Name all beneficiaries: Think about who you want to provide for and what you want to give them, and list this in your will with the names of your beneficiaries.
Name an executor of the will: Choose someone you trust to carry out your wishes and someone who will remain impartial. You could even hire an attorney for this role.
Gather all documents: The documents you will need for your will include birth certificates, marriage licenses, divorce certificates, property deeds, mortgage documents, a list of bank accounts and other relevant financial details, insurance policies, funeral plans, and contact details for your legal advisors.
Sign your will according to state requirements: Ensure you sign your will according to your state’s requirements. For example, some states will require additional witness signatures, while others may require that you notarize the will.
This process usually requires a lot of paperwork and communication. Store all of your estate planning with a secure online platform like Trustworthy. Trustworthy is a Family Operating System® you can use to store all your estate planning documents in one secure location, which is easy to access and share with family members or estate planning attorneys.
Living Trust
A living trust, also known as an inter vivos trust, differs from a will as the trust is an account funded by your assets after your death. Unlike wills, which only go into effect after you pass away, a trust becomes effective once you sign it.

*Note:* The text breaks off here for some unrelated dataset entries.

// This Source Code Form is subject to the terms of the Mozilla Public
// License, v. 2.0. If a copy of the MPL was not distributed with this
// file, You can obtain one at https://mozilla.org/MPL/2.0/.

use core::{
    cmp::Ordering,
    fmt::Debug,
    hash::{Hash, Hasher},
    marker::PhantomData,
    mem::size_of,
    num::NonZeroU32,
};

#[cfg(feature = "agent")]
use crate::heap::{AtomHeapData, ObjectHeapData};

/// A struct containing a non-zero index into an array or
/// vector of `T`s. Due to the non-zero value, the offset
/// in the vector is offset by one.
pub struct BaseIndex<T: ?Sized>(NonZeroU32, PhantomData<T>);

const _INDEX_SIZE_IS_U32: () = assert!(size_of::<BaseIndex<()>>() == size_of::<u32>());
const _OPTION_INDEX_SIZE_IS_U32: () =
    assert!(size_of::<Option<BaseIndex<()>>>() == size_of::<u32>());

impl<T: ?Sized> Debug for BaseIndex<T> {
    fn fmt(&self, f: &mut core::fmt::Formatter<'_>) -> core::fmt::Result {
        (self.0.get() - 1).fmt(f)
    }
}

impl<T: ?Sized> Clone for BaseIndex<T> {
    fn clone(&self) -> Self {
        *self
    }
}

impl<T: ?Sized> Copy for BaseIndex<T> {}

impl<T: ?Sized> PartialEq for BaseIndex<T> {
    fn eq(&self, other: &Self) -> bool {
        self.0 == other.0
    }
}

impl<T: ?Sized> Eq for BaseIndex<T> {}

impl<T: ?Sized> PartialOrd for BaseIndex<T> {
    fn partial_cmp(&self, other: &Self) -> Option<Ordering> {
        Some(self.cmp(other))
    }
}

impl<T: ?Sized> Ord for BaseIndex<T> {
    fn cmp(&self, other: &Self) -> Ordering {
        self.0.cmp(&other.0)
    }
}

impl<T: ?Sized> Hash for BaseIndex<T> {
    fn hash<H: Hasher>(&self, state: &mut H) {
        self.0.hash(state);
    }
}

impl<T: ?Sized> BaseIndex<T> {
    pub const fn into_index(self) -> usize {
        self.0.get() as usize - 1
    }

    pub const fn into_u32_index(self) -> u32 {
        self.0.get() - 1
    }

    /// The one-based representation, as stored in an opaque link.
    pub const fn into_non_zero(self) -> NonZeroU32 {
        self.0
    }

    pub const fn from_index(value: usize) -> Self {
        assert!(value < u32::MAX as usize);
        let value = value as u32;
        // SAFETY: Number is below max value and will not overflow to zero.
        // This check is done manually to allow const context.
        Self(unsafe { NonZeroU32::new_unchecked(value + 1) }, PhantomData)
    }

    pub const fn from_u32_index(value: u32) -> Self {
        assert!(value != u32::MAX);
        // SAFETY: Number is not max value and will not overflow to zero.
        // This check is done manually to allow const context.
        Self(unsafe { NonZeroU32::new_unchecked(value + 1) }, PhantomData)
    }

    pub const fn from_non_zero(value: NonZeroU32) -> Self {
        Self(value, PhantomData)
    }

    pub fn last(vec: &[Option<T>]) -> Self
    where
        T: Sized,
    {
        assert!(!vec.is_empty());
        Self::from_index(vec.len() - 1)
    }
}

#[cfg(feature = "agent")]
pub type AtomIndex = BaseIndex<AtomHeapData>;
#[cfg(feature = "agent")]
pub type ObjectIndex = BaseIndex<ObjectHeapData>;

#[cfg(test)]
mod tests {
    use super::*;

    #[test]
    fn index_is_offset_by_one() {
        let index = BaseIndex::<u8>::from_index(0);
        assert_eq!(index.into_non_zero().get(), 1);
        assert_eq!(index.into_index(), 0);
        assert_eq!(index.into_u32_index(), 0);
        assert_eq!(BaseIndex::<u8>::from_non_zero(index.into_non_zero()), index);
    }

    #[test]
    fn last_points_at_final_slot() {
        let slots = vec![Some(1u8), None, Some(3)];
        assert_eq!(BaseIndex::last(&slots).into_index(), 2);
        assert_eq!(format!("{:?}", BaseIndex::<u8>::from_u32_index(5)), "5");
    }
}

This legal document outlines the terms of the trust and allows for your assets to be transferred directly to your named beneficiary upon your death. You’re able to manage and control your assets in the trust while you’re alive.

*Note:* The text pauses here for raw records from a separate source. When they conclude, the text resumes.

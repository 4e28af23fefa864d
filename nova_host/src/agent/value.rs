// This Source Code Form is subject to the terms of the Mozilla Public
// License, v. 2.0. If a copy of the MPL was not distributed with this
// file, You can obtain one at https://mozilla.org/MPL/2.0/.

use std::rc::Rc;

use crate::heap::indexes::{AtomIndex, ObjectIndex};

/// Handle to an object in the agent's heap.
#[derive(Debug, Clone, Copy, PartialEq, Eq, Hash)]
pub struct Object(pub(crate) ObjectIndex);

/// Interned property name.
#[derive(Debug, Clone, Copy, PartialEq, Eq, Hash)]
pub struct Atom(pub(crate) AtomIndex);

#[derive(Debug, Default, Clone, PartialEq)]
pub enum Value {
    #[default]
    Undefined,
    Null,
    Boolean(bool),
    Number(f64),
    String(Rc<str>),
    Object(Object),
}

impl Value {
    pub fn is_undefined(&self) -> bool {
        matches!(self, Self::Undefined)
    }

    pub fn as_object(&self) -> Option<Object> {
        match self {
            Self::Object(object) => Some(*object),
            _ => None,
        }
    }

    pub fn as_number(&self) -> Option<f64> {
        match self {
            Self::Number(number) => Some(*number),
            _ => None,
        }
    }

    pub fn as_str(&self) -> Option<&str> {
        match self {
            Self::String(string) => Some(string),
            _ => None,
        }
    }
}

impl From<bool> for Value {
    fn from(value: bool) -> Self {
        Self::Boolean(value)
    }
}

impl From<f64> for Value {
    fn from(value: f64) -> Self {
        Self::Number(value)
    }
}

impl From<&str> for Value {
    fn from(value: &str) -> Self {
        Self::String(value.into())
    }
}

impl From<Object> for Value {
    fn from(value: Object) -> Self {
        Self::Object(value)
    }
}
// This Source Code Form is subject to the terms of the Mozilla Public
// License, v. 2.0. If a copy of the MPL was not distributed with this
// file, You can obtain one at https://mozilla.org/MPL/2.0/.

use std::rc::Rc;

use crate::{engine::Engine, host::ValueConverter};

use super::{Agent, Atom, Object, Value};

/// Host-side value for the reference agent. Strings are owned by the host;
/// objects stay engine handles.
#[derive(Debug, Default, Clone, PartialEq)]
pub enum HostValue {
    #[default]
    Undefined,
    Null,
    Boolean(bool),
    Number(f64),
    String(String),
    Object(Object),
}

impl From<bool> for HostValue {
    fn from(value: bool) -> Self {
        Self::Boolean(value)
    }
}

impl From<f64> for HostValue {
    fn from(value: f64) -> Self {
        Self::Number(value)
    }
}

impl From<&str> for HostValue {
    fn from(value: &str) -> Self {
        Self::String(value.to_owned())
    }
}

impl From<String> for HostValue {
    fn from(value: String) -> Self {
        Self::String(value)
    }
}

#[derive(Debug, Clone, PartialEq, Eq, Hash)]
pub struct PropNameId(String);

impl PropNameId {
    pub fn new(name: impl Into<String>) -> Self {
        Self(name.into())
    }

    pub fn as_str(&self) -> &str {
        &self.0
    }
}

#[derive(Debug, Default, Clone, Copy)]
pub struct AgentConverter;

impl ValueConverter for AgentConverter {
    type Engine = Agent;
    type Value = HostValue;
    type PropNameId = PropNameId;

    fn to_host_value(&self, _agent: &mut Agent, value: &Value) -> HostValue {
        match value {
            Value::Undefined => HostValue::Undefined,
            Value::Null => HostValue::Null,
            Value::Boolean(value) => HostValue::Boolean(*value),
            Value::Number(value) => HostValue::Number(*value),
            Value::String(value) => HostValue::String(value.to_string()),
            Value::Object(object) => HostValue::Object(*object),
        }
    }

    fn to_engine_value(&self, _agent: &mut Agent, value: &HostValue) -> Value {
        match value {
            HostValue::Undefined => Value::Undefined,
            HostValue::Null => Value::Null,
            HostValue::Boolean(value) => Value::Boolean(*value),
            HostValue::Number(value) => Value::Number(*value),
            HostValue::String(value) => Value::String(Rc::from(value.as_str())),
            HostValue::Object(object) => Value::Object(*object),
        }
    }

    fn to_host_prop_name_id(&self, agent: &mut Agent, atom: Atom) -> PropNameId {
        PropNameId(agent.atom_to_string(atom))
    }

    fn prop_name_to_utf8(&self, _agent: &mut Agent, name: &PropNameId) -> String {
        name.0.clone()
    }
}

A reason why many people choose this over a traditional will is because, unlike wills, a living trust does not need to go through probate court. This is also a better option for families with complex situations like blended families, minors, or members with special needs.

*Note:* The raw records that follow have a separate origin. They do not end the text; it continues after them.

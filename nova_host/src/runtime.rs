// This Source Code Form is subject to the terms of the Mozilla Public
// License, v. 2.0. If a copy of the MPL was not distributed with this
// file, You can obtain one at https://mozilla.org/MPL/2.0/.

//! ## Host runtime
//!
//! Per-engine state of the host bridge, kept in the engine's runtime opaque
//! slot: the value converter and the tables owning every live proxy. Host
//! code exposes its objects and functions into the engine through the free
//! functions of this module.

use core::{
    cell::RefCell,
    fmt,
    num::NonZeroU32,
    sync::atomic::{AtomicU32, Ordering},
};
use std::{any::Any, rc::Rc};

use tracing::debug;

use crate::{
    engine::{Engine, EngineError, OpaqueLink},
    host::{EngineOf, EngineValueOf, HostFunctionType, HostObject, ValueConverter},
    proxy::{HostFunctionProxy, HostObjectProxy, Lookup, ProxyTable},
};

static NEXT_RUNTIME_ID: AtomicU32 = AtomicU32::new(1);

/// Identifies one installed [`HostRuntime`] for the life of the process.
#[derive(Debug, Clone, Copy, PartialEq, Eq, Hash)]
pub struct RuntimeId(NonZeroU32);

impl RuntimeId {
    fn next() -> Self {
        let id = NEXT_RUNTIME_ID.fetch_add(1, Ordering::Relaxed);
        assert!(id != 0, "RuntimeId space exhausted");
        Self(NonZeroU32::new(id).expect("checked above"))
    }
}

impl fmt::Display for RuntimeId {
    fn fmt(&self, f: &mut fmt::Formatter<'_>) -> fmt::Result {
        fmt::Display::fmt(&self.0, f)
    }
}

pub struct HostRuntime<C: ValueConverter> {
    id: RuntimeId,
    converter: C,
    host_objects: RefCell<ProxyTable<HostObjectProxy<C>>>,
    host_functions: RefCell<ProxyTable<HostFunctionProxy<C>>>,
}

impl<C: ValueConverter> fmt::Debug for HostRuntime<C> {
    fn fmt(&self, f: &mut fmt::Formatter<'_>) -> fmt::Result {
        f.debug_struct("HostRuntime")
            .field("id", &self.id)
            .field("live_host_objects", &self.live_host_objects())
            .field("live_host_functions", &self.live_host_functions())
            .finish()
    }
}

impl<C: ValueConverter> HostRuntime<C> {
    /// Installs a host runtime on `engine` and registers both proxy classes
    /// with it.
    ///
    /// Installing again with the same converter type returns the runtime
    /// that is already there and leaves `converter` unused.
    pub fn install(engine: &mut EngineOf<C>, converter: C) -> Result<Rc<Self>, EngineError> {
        let runtime = match engine.runtime_opaque() {
            Some(data) => data
                .downcast::<Self>()
                .map_err(|_| EngineError::RuntimeOpaqueInUse)?,
            None => {
                let runtime = Rc::new(Self {
                    id: RuntimeId::next(),
                    converter,
                    host_objects: RefCell::new(ProxyTable::new()),
                    host_functions: RefCell::new(ProxyTable::new()),
                });
                engine.set_runtime_opaque(Some(runtime.clone() as Rc<dyn Any>));
                debug!(runtime = %runtime.id, "installed host runtime");
                runtime
            }
        };
        HostObjectProxy::<C>::register_class(engine)?;
        HostFunctionProxy::<C>::register_class(engine)?;
        Ok(runtime)
    }

    /// The runtime installed on `engine`, if any.
    pub fn of(engine: &EngineOf<C>) -> Option<Rc<Self>> {
        engine.runtime_opaque()?.downcast::<Self>().ok()
    }

    pub fn id(&self) -> RuntimeId {
        self.id
    }

    pub fn converter(&self) -> &C {
        &self.converter
    }

    /// Host object proxies whose engine objects have not been finalized.
    pub fn live_host_objects(&self) -> usize {
        self.host_objects.borrow().len()
    }

    /// Host function proxies whose engine objects have not been finalized.
    pub fn live_host_functions(&self) -> usize {
        self.host_functions.borrow().len()
    }

    pub(crate) fn host_objects(&self) -> &RefCell<ProxyTable<HostObjectProxy<C>>> {
        &self.host_objects
    }

    pub(crate) fn host_functions(&self) -> &RefCell<ProxyTable<HostFunctionProxy<C>>> {
        &self.host_functions
    }
}

fn installed<C: ValueConverter>(engine: &EngineOf<C>) -> Result<Rc<HostRuntime<C>>, EngineError> {
    HostRuntime::<C>::of(engine).ok_or(EngineError::HostRuntimeNotInstalled)
}

/// Exposes `host_object` to scripts as a new engine object.
///
/// The proxy keeps its own reference to `host_object` until the engine
/// finalizes the object; other references must be gone by then.
pub fn create_from_host_object<C: ValueConverter>(
    engine: &mut EngineOf<C>,
    host_object: Rc<dyn HostObject<C>>,
) -> Result<EngineValueOf<C>, EngineError> {
    let runtime = installed::<C>(engine)?;
    HostObjectProxy::<C>::register_class(engine)?;
    let value = engine.new_object_class(HostObjectProxy::<C>::class_id())?;
    let mut host_objects = runtime.host_objects().borrow_mut();
    let index = host_objects.insert(HostObjectProxy::new(runtime.id(), host_object));
    if let Err(error) = engine.set_opaque(&value, OpaqueLink::new(index.into_non_zero())) {
        host_objects.remove(index);
        return Err(error);
    }
    Ok(value)
}

/// Exposes `host_function` to scripts as a new callable engine object.
pub fn create_from_host_function<C: ValueConverter>(
    engine: &mut EngineOf<C>,
    name: &str,
    param_count: u32,
    host_function: HostFunctionType<C>,
) -> Result<EngineValueOf<C>, EngineError> {
    let runtime = installed::<C>(engine)?;
    HostFunctionProxy::<C>::register_class(engine)?;
    let value = engine.new_object_class(HostFunctionProxy::<C>::class_id())?;
    let mut host_functions = runtime.host_functions().borrow_mut();
    let index = host_functions.insert(HostFunctionProxy::new(
        runtime.id(),
        name.to_owned(),
        param_count,
        host_function,
    ));
    if let Err(error) = engine.set_opaque(&value, OpaqueLink::new(index.into_non_zero())) {
        host_functions.remove(index);
        return Err(error);
    }
    Ok(value)
}

pub fn is_host_object<C: ValueConverter>(
    engine: &mut EngineOf<C>,
    value: &EngineValueOf<C>,
) -> bool {
    get_host_object::<C>(engine, value).is_some()
}

/// The host object behind `value`, or `None` if `value` is not a host
/// object proxy.
pub fn get_host_object<C: ValueConverter>(
    engine: &mut EngineOf<C>,
    value: &EngineValueOf<C>,
) -> Option<Rc<dyn HostObject<C>>> {
    HostObjectProxy::<C>::host_object_of(engine, value, Lookup::Unchecked)
}

/// Like [`get_host_object`], but raises a `TypeError` through the engine
/// when `value` is not a host object proxy. For host logic validating its
/// receiver.
pub fn expect_host_object<C: ValueConverter>(
    engine: &mut EngineOf<C>,
    value: &EngineValueOf<C>,
) -> Option<Rc<dyn HostObject<C>>> {
    HostObjectProxy::<C>::host_object_of(engine, value, Lookup::Checked)
}

pub fn is_host_function<C: ValueConverter>(
    engine: &mut EngineOf<C>,
    value: &EngineValueOf<C>,
) -> bool {
    HostFunctionProxy::<C>::signature_of(engine, value, Lookup::Unchecked).is_some()
}

/// Name and declared parameter count of the host function behind `value`.
pub fn get_host_function<C: ValueConverter>(
    engine: &mut EngineOf<C>,
    value: &EngineValueOf<C>,
) -> Option<(String, u32)> {
    HostFunctionProxy::<C>::signature_of(engine, value, Lookup::Unchecked)
}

Making a living trust is a pretty similar process to making a will:
List all your assets
Decide who will be your sole grantor.
Decide who will be your beneficiaries.
Gather all the relevant documents.
Choose a successor trustee. This person is in charge of making sure all your debts and beneficiaries have been paid.
Sign and notarize the trust.
Transfer the assets to the trust in order for it to become valid.
Financial Power of Attorney
You’ll want to appoint a financial power of attorney to handle your affairs. The person you appoint will step in to make decisions regarding your money and make sure payments are made if you are unable to. Depending on what type of power of attorney they were granted, they can handle your real estate from selling to renting property.
The different types of power of attorney available:
Limited: This POA is only granted for a limited time or a specific purpose.
General: This gives your appointed POA all the same rights and access that you have.
Durable: This remains in effect after becoming incapacitated.
Springing: Unlike a general POA, this does not go into effect until you’re incapacitated.
You can appoint whomever you like, including family members, close friends, or legal professionals. Try to pick someone who is financially savvy and is ready to take on this responsibility.
Frequently Asked Questions
What are the risks of not having a financial power of attorney in place?
If no POA was put in place and you have become incapacitated, the state probate court will take over and appoint someone. However, this is a long process that takes up money.
Can someone revoke a power of attorney, and if so, how?
A POA can be revoked at any time by the principal if they are mentally competent. The revoked POA must be signed by the principal and the agent.
Can a person have both a will and a living trust at the same time?
Yes, you can use both. If there are issues between the two, the trust takes precedence over the will.